→ Stored items:
*** Block opens ***

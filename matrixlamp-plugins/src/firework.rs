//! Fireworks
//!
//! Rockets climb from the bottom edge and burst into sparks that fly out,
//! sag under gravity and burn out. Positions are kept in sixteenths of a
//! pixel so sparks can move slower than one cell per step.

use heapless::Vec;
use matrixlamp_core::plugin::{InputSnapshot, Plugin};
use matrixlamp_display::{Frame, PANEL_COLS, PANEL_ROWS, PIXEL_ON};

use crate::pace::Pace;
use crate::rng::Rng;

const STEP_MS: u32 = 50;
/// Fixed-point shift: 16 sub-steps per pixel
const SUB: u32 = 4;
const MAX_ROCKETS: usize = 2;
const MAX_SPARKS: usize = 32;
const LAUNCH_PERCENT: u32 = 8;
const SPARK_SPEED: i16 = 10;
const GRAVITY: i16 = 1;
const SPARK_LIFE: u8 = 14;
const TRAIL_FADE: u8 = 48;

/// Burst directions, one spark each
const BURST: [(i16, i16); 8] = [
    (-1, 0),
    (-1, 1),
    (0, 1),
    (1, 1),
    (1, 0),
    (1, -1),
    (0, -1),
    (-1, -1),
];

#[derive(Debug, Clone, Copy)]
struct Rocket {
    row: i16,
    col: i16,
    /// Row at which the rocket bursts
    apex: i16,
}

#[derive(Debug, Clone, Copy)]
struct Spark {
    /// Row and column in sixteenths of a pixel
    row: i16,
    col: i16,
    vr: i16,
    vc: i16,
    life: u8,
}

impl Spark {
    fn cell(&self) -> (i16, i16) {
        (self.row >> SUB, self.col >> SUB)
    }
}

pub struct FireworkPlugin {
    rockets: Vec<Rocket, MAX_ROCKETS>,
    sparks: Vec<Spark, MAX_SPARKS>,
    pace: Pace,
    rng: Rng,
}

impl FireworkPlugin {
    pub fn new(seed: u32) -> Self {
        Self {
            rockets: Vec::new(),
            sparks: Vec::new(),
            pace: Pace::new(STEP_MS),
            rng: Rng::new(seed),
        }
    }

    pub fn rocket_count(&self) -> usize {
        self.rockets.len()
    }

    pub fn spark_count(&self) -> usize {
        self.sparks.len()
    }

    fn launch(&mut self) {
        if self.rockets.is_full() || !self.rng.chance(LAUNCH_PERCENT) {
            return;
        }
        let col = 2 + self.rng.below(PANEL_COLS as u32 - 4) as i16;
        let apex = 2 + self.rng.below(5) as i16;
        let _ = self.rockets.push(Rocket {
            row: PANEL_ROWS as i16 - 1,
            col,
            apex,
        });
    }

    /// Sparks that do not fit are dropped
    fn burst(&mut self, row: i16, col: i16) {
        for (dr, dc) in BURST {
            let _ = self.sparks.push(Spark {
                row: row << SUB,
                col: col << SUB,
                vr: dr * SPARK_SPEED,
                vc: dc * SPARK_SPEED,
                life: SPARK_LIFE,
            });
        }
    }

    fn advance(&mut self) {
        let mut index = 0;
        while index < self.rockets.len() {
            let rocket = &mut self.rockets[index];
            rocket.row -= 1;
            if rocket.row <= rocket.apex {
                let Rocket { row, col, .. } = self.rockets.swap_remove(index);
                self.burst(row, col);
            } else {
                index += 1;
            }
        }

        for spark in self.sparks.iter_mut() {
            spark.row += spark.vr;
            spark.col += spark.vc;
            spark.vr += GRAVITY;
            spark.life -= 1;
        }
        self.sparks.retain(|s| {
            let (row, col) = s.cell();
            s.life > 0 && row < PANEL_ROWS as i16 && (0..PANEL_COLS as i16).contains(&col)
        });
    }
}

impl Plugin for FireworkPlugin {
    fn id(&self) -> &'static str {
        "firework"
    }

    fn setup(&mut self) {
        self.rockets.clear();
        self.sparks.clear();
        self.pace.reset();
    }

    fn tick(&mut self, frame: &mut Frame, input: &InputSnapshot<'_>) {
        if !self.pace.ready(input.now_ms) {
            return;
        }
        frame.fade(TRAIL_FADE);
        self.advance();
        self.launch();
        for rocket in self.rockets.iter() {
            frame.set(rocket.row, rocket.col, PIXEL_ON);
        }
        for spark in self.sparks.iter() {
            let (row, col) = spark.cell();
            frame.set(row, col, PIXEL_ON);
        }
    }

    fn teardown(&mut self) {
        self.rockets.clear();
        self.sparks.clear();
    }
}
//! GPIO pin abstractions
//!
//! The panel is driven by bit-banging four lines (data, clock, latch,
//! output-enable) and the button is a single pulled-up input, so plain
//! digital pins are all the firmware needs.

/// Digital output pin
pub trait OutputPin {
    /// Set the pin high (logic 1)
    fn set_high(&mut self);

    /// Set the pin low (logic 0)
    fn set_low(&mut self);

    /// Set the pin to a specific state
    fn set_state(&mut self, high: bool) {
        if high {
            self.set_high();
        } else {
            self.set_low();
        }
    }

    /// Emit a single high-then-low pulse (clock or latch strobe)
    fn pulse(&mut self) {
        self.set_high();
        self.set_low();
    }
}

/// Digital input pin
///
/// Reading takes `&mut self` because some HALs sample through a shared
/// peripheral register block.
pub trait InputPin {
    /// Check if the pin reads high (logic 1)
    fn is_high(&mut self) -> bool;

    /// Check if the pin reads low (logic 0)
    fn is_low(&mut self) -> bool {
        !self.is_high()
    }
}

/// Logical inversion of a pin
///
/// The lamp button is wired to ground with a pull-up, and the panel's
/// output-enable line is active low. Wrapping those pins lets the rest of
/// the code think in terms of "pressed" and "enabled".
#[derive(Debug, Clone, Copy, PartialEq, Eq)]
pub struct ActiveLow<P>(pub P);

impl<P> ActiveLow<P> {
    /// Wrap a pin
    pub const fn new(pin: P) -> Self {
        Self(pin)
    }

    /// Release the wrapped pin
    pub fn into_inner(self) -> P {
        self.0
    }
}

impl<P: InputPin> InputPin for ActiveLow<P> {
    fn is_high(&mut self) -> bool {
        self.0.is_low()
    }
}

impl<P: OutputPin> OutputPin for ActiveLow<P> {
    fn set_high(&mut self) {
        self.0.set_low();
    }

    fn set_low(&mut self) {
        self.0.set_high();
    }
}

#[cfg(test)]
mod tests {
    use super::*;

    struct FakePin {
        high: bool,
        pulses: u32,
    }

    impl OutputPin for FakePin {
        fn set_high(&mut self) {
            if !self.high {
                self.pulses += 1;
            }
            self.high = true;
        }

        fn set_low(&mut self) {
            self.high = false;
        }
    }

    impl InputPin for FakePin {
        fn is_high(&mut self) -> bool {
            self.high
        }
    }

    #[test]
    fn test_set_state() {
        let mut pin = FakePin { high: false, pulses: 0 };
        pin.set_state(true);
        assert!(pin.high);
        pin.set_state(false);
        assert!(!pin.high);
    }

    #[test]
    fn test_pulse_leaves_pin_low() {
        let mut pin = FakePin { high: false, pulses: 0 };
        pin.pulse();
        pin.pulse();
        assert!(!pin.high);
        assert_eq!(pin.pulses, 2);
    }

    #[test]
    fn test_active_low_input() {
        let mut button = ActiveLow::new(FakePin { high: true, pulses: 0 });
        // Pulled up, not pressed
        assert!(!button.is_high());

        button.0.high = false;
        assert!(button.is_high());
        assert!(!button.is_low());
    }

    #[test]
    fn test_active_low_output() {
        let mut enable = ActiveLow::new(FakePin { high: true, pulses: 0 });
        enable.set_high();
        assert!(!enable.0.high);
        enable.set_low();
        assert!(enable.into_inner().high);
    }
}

*** Block closes ***

→ REQUIREMENT: Output, exactly and in full, the lines from the start of the entries above through the line that contains "kept in sixteenths of a".

→ EXERCISE OUTPUT:
filename matrixlamp-plugins/src/firework.rs
//! Fireworks
//!
//! Rockets climb from the bottom edge and burst into sparks that fly out,
//! sag under gravity and burn out. Positions are kept in sixteenths of a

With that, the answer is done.